◆ What is expected
Every line of the material that mentions the word "live" should be copied out.

◆ Exercise material
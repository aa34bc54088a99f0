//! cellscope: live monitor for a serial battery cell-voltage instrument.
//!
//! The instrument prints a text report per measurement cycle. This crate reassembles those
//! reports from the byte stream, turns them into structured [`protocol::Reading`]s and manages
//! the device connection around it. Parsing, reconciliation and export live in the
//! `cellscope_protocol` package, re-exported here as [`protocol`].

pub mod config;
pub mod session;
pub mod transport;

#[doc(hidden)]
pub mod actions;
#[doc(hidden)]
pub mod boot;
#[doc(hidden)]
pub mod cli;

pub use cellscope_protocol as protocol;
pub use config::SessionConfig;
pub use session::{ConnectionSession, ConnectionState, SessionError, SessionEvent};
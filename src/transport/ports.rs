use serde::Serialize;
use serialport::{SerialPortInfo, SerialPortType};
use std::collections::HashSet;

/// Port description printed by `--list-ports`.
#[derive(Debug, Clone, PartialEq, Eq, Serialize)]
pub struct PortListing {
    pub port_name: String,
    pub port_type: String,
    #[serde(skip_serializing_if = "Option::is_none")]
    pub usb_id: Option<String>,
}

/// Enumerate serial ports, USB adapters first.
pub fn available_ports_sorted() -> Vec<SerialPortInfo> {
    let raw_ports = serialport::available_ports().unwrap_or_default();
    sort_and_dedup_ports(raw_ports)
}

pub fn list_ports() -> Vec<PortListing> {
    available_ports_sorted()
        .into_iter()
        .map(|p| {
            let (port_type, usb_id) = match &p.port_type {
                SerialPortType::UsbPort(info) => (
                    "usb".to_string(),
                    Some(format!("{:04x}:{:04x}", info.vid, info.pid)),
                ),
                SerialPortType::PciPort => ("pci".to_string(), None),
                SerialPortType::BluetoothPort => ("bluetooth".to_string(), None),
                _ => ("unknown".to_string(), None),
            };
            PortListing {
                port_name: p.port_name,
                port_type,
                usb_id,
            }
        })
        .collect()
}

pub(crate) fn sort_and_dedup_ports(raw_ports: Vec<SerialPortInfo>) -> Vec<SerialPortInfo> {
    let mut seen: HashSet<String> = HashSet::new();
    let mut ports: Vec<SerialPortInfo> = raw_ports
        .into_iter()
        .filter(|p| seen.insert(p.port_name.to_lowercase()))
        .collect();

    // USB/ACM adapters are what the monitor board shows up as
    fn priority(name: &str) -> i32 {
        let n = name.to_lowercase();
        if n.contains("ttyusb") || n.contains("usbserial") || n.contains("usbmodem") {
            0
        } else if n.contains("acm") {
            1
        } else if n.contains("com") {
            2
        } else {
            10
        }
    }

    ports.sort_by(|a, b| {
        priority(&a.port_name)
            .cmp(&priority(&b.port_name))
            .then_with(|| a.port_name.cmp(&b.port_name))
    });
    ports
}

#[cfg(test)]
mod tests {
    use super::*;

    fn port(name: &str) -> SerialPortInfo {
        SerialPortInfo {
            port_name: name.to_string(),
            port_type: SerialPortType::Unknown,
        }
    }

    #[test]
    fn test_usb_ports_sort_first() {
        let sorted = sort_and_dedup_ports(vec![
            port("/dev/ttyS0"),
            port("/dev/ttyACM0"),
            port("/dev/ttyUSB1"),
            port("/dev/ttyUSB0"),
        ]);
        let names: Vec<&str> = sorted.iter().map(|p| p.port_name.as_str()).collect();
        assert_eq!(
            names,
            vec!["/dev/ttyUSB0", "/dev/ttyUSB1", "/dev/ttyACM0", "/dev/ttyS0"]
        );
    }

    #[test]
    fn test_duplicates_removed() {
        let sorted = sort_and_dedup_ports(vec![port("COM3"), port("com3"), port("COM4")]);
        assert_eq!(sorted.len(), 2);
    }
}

◆ Written solution
//! cellscope: live monitor for a serial battery cell-voltage instrument.
//! the device connection around it. Parsing, reconciliation and export live in the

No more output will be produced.